Conditional formatting and array formulas

Array formulas that cannot be duplicated

Named formulas that include array formulas that cannot be duplicated

Examples from the Newsgroups

Visual Basic: Test for, or enter, an array formula programmatically

Visual Basic: Array formulas and the Application’s Evaluate method

Array formulas and Excel’s “Evaluate Formula” capability

Even before exploring the first array formula, it will help to know how Excel’s Evaluate Formula capability interacts with an array formula. For those who don’t know about this capability of Excel, it is an incredibly powerful feature that, frankly, is not well known. Accessed via Tools | Formula Auditing ► Evaluate Formula (or via the Evaluate Formula button on the Formula Auditing toolbar) or in Excel 2007 from Formulas | Formula Auditing | Evaluate Formula button, it lets one understand how Excel will evaluate a formula. And, best of all, it is array-aware. When evaluating an array formula, it will correctly interpret the array components. It is probably easiest to understand this Excel feature with an example. Suppose that in a worksheet named multi criteria table, column D contains the heights of students and Column E contains their respective weights. Consider the following array formula that sums the weights of all those who are taller than 6 feet (i.e., 72 inches). At this point, don’t worry about how the formula came into being. Just concentrate on how it is evaluated.

=SUM(('multi criteria table'!D2:D19>72)*('multi criteria table'!E2:E19))

To start the process, click the Evaluate Formula button on the Formula Auditing toolbar (see Figure 1).

Figure 1

This brings up the Evaluate Formula dialog box. It shows which cell is being evaluated and the formula in the cell. As indicated in the dialog box, the underlined expression will be evaluated next. See Figure 2.

Figure 2

Click the Evaluate button to have Excel evaluate the first expression. Since this is an array formula, it generates an 18 element array of TRUE or FALSE values – the results from checking whether each cell in the range D2:D19 is greater than 72. See Figure 3.

Figure 3

Click the Evaluate button to have Excel move on to the next expression (Figure 4) and click it again to have Excel include the values in the cells E2:E19 as an array (Figure 5).

Figure 4

Figure 5

The next click of the Evaluate button will cause Excel to multiply each element of the first array (the 18 TRUE or FALSE values) with the corresponding element of the 2^nd array. Since multiplication requires two numbers, Excel will “coerce” the Booleans into numbers using the rule that a FALSE is the same as zero and a TRUE the same as a 1. Once it does that it can then multiply the two 18 element arrays element-by-element to produce a single 18 element array as in Figure 6.

Figure 6

The final step is to carry out the SUM function and the next click of the Evaluate function does just that as in Figure 7. Once done, click the Close button to exit the Evaluate Formula dialog box.

Figure 7

In reading the rest of this chapter remember one can always use the Evaluate Formula capability to figure out how Excel evaluates – or will evaluate – a particular formula.

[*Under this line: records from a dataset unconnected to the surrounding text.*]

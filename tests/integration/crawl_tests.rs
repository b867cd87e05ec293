//! Integration tests for the crawler
//!
//! These tests use wiremock to create mock HTTP servers and run whole jobs
//! through the real HTTP fetcher.

use std::time::{Duration, Instant};
use sumi_gather::config::{Config, UserAgentConfig};
use sumi_gather::crawler::gather;
use sumi_gather::{CrawlJob, ExtractMode, FetchError, GatherError, JobOptions, TaskOutcome};
use wiremock::matchers::{header, method, path};
use wiremock::{Mock, MockServer, ResponseTemplate};

const HELLO_PAGE: &str = "<html><body>Hello <script>bad()</script>World</body></html>";

fn html(body: &str) -> ResponseTemplate {
    ResponseTemplate::new(200)
        .set_body_string(body)
        .insert_header("content-type", "text/html; charset=utf-8")
}

async fn mount_page(server: &MockServer, route: &str, response: ResponseTemplate) {
    Mock::given(method("GET"))
        .and(path(route))
        .respond_with(response)
        .mount(server)
        .await;
}

fn options(retry_limit: u32, timeout_ms: u64) -> JobOptions {
    JobOptions {
        retry_limit,
        timeout_ms,
        ..JobOptions::default()
    }
}

#[tokio::test]
async fn test_example_job_aggregates_in_input_order() {
    let mock_server = MockServer::start().await;
    let base_url = mock_server.uri();

    // The first URL answers last
    mount_page(
        &mock_server,
        "/a",
        html(HELLO_PAGE).set_delay(Duration::from_millis(300)),
    )
    .await;
    mount_page(&mock_server, "/b", html(HELLO_PAGE)).await;
    mount_page(
        &mock_server,
        "/c",
        html("<html><body><p>Third &amp; last</p></body></html>"),
    )
    .await;

    let url_list = format!("{0}/a\n{0}/b\n\n   \n{0}/c\n", base_url);
    let job = CrawlJob::from_url_list(&url_list, JobOptions::default()).expect("valid job");
    assert_eq!(job.len(), 3);

    let result = gather(job, &Config::default()).await.expect("job runs");

    assert_eq!(result.content(), "Hello WorldHello WorldThird & last");
    assert_eq!(result.reports().len(), 3);
    assert!(result.reports().iter().all(|r| r.attempts == 1));
}

#[tokio::test]
async fn test_timeout_retried_then_omitted() {
    let mock_server = MockServer::start().await;
    let base_url = mock_server.uri();

    Mock::given(method("GET"))
        .and(path("/slow"))
        .respond_with(html(HELLO_PAGE).set_delay(Duration::from_secs(5)))
        .expect(3)
        .mount(&mock_server)
        .await;
    mount_page(&mock_server, "/fast", html(HELLO_PAGE)).await;

    let job = CrawlJob::new(
        [format!("{}/slow", base_url), format!("{}/fast", base_url)],
        options(2, 200),
    )
    .unwrap();

    let result = gather(job, &Config::default()).await.unwrap();

    assert_eq!(result.content(), "Hello World");
    let slow = &result.reports()[0];
    assert_eq!(slow.attempts, 3);
    assert!(matches!(
        slow.outcome,
        TaskOutcome::Failed(FetchError::Timeout {
            timeout_ms: 200,
            ..
        })
    ));

    mock_server.verify().await;
}

#[tokio::test]
async fn test_http_errors_retried_retry_limit_plus_one_times() {
    let mock_server = MockServer::start().await;
    let base_url = mock_server.uri();

    Mock::given(method("GET"))
        .and(path("/broken"))
        .respond_with(ResponseTemplate::new(500))
        .expect(2)
        .mount(&mock_server)
        .await;
    Mock::given(method("GET"))
        .and(path("/gone"))
        .respond_with(ResponseTemplate::new(404))
        .expect(2)
        .mount(&mock_server)
        .await;

    let job = CrawlJob::new(
        [format!("{}/broken", base_url), format!("{}/gone", base_url)],
        options(1, 2000),
    )
    .unwrap();

    let result = gather(job, &Config::default()).await.unwrap();

    assert_eq!(result.content(), "");
    assert!(matches!(
        result.reports()[0].outcome,
        TaskOutcome::Failed(FetchError::HttpStatus { status: 500, .. })
    ));
    assert!(matches!(
        result.reports()[1].outcome,
        TaskOutcome::Failed(FetchError::HttpStatus { status: 404, .. })
    ));

    let stats = result.statistics();
    assert_eq!(stats.failed, 2);
    assert_eq!(stats.total_attempts, 4);

    mock_server.verify().await;
}

#[tokio::test]
async fn test_missing_selector_falls_back_to_body() {
    let mock_server = MockServer::start().await;
    let base_url = mock_server.uri();

    mount_page(
        &mock_server,
        "/",
        html(
            r#"<html><head><title>Page</title><style>p{color:red}</style></head>
            <body><nav>Menu</nav><p style="x" onclick="y()">Body   text</p><!-- note --></body></html>"#,
        ),
    )
    .await;

    let mut job_options = JobOptions::default();
    job_options.selector = ".missing".to_string();
    let job = CrawlJob::new([format!("{}/", base_url)], job_options).unwrap();

    let result = gather(job, &Config::default()).await.unwrap();

    assert_eq!(result.content(), "Body text");
}

#[tokio::test]
async fn test_selector_and_html_mode() {
    let mock_server = MockServer::start().await;
    let base_url = mock_server.uri();

    mount_page(
        &mock_server,
        "/article",
        html(
            r#"<html><body><div class="ad">Buy now</div>
            <article><h1>Title</h1> <a href="/next" onmouseover="x()">Next &raquo;</a></article></body></html>"#,
        ),
    )
    .await;

    let url = format!("{}/article", base_url);

    let text_job = CrawlJob::new(
        [&url],
        JobOptions {
            selector: "article".to_string(),
            ..JobOptions::default()
        },
    )
    .unwrap();
    let text = gather(text_job, &Config::default()).await.unwrap();
    assert_eq!(text.content(), "Title Next »");

    let html_job = CrawlJob::new(
        [&url],
        JobOptions {
            selector: "article".to_string(),
            extract_mode: ExtractMode::Html,
            ..JobOptions::default()
        },
    )
    .unwrap();
    let markup = gather(html_job, &Config::default()).await.unwrap();
    assert_eq!(markup.content(), "<h1>Title</h1> <a>Next »</a>");
}

#[tokio::test]
async fn test_duplicate_urls_fetched_independently() {
    let mock_server = MockServer::start().await;
    let base_url = mock_server.uri();

    Mock::given(method("GET"))
        .and(path("/dup"))
        .respond_with(html("<body>twice</body>"))
        .expect(2)
        .mount(&mock_server)
        .await;

    let url = format!("{}/dup", base_url);
    let job = CrawlJob::new([&url, &url], JobOptions::default()).unwrap();

    let result = gather(job, &Config::default()).await.unwrap();

    assert_eq!(result.content(), "twicetwice");
    mock_server.verify().await;
}

#[tokio::test]
async fn test_rate_limit_spreads_requests() {
    let mock_server = MockServer::start().await;
    let base_url = mock_server.uri();

    mount_page(&mock_server, "/r", html("<body>r</body>")).await;

    let urls: Vec<String> = (0..4).map(|_| format!("{}/r", base_url)).collect();
    let job = CrawlJob::new(
        &urls,
        JobOptions {
            rate_limit_ms: 150,
            ..JobOptions::default()
        },
    )
    .unwrap();

    let started = Instant::now();
    let result = gather(job, &Config::default()).await.unwrap();

    assert_eq!(result.content(), "rrrr");
    // Four starts need at least three gaps
    assert!(started.elapsed() >= Duration::from_millis(450));
}

#[tokio::test]
async fn test_user_agent_header_sent() {
    let mock_server = MockServer::start().await;
    let base_url = mock_server.uri();

    let user_agent = UserAgentConfig {
        crawler_name: "TestBot".to_string(),
        crawler_version: "1.0.0".to_string(),
        contact_url: "https://example.com/contact".to_string(),
        contact_email: "test@example.com".to_string(),
    };

    Mock::given(method("GET"))
        .and(path("/"))
        .and(header(
            "user-agent",
            "TestBot/1.0.0 (+https://example.com/contact; test@example.com)",
        ))
        .respond_with(html("<body>identified</body>"))
        .expect(1)
        .mount(&mock_server)
        .await;

    let config = Config {
        user_agent,
        ..Config::default()
    };
    let job = CrawlJob::new([format!("{}/", base_url)], JobOptions::default()).unwrap();

    let result = gather(job, &config).await.unwrap();

    assert_eq!(result.content(), "identified");
    mock_server.verify().await;
}

#[tokio::test]
async fn test_unreachable_and_invalid_urls_do_not_fail_job() {
    let mock_server = MockServer::start().await;
    let base_url = mock_server.uri();

    mount_page(&mock_server, "/ok", html(HELLO_PAGE)).await;

    let job = CrawlJob::new(
        [
            "not a url".to_string(),
            "http://127.0.0.1:1/".to_string(),
            format!("{}/ok", base_url),
        ],
        options(0, 2000),
    )
    .unwrap();

    let result = gather(job, &Config::default()).await.unwrap();

    assert_eq!(result.content(), "Hello World");
    assert!(matches!(
        result.reports()[0].outcome,
        TaskOutcome::Failed(FetchError::InvalidUrl { .. })
    ));
    assert!(matches!(
        result.reports()[1].outcome,
        TaskOutcome::Failed(FetchError::Network { .. })
    ));
}

#[test]
fn test_blank_url_list_is_job_error() {
    let result = CrawlJob::from_url_list("\n  \n\t", JobOptions::default());
    assert!(matches!(result, Err(GatherError::EmptyJob)));
}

A function that returns a range of results

The simplest kind of an array formula is the kind needed to deal with a function that returns a range of different results. For example, the LINEST function returns the regression coefficients of multiple variables and optionally includes a host of other statistical data. The only way to see all these results is to use LINEST as an array formula.

An array formula to enforce design consistency

This form of an array formula is something I have not seen outside of my own use. Consider a list of numbers in some column (say in cells H3:H31). We want to perform the same calculation on all those numbers, say increase them by a percentage value given in I1. One way to do this is to enter, in I3, the formula =H3*(1+$I$1) and copy I3 all the way down to I31. But, this leaves the design vulnerable to a potential error. Someone might change the formula in I3 or any of the other cells in I3:I31 but not duplicate the change in the other cells. Or someone might insert a row…or delete a row…or…you get the idea.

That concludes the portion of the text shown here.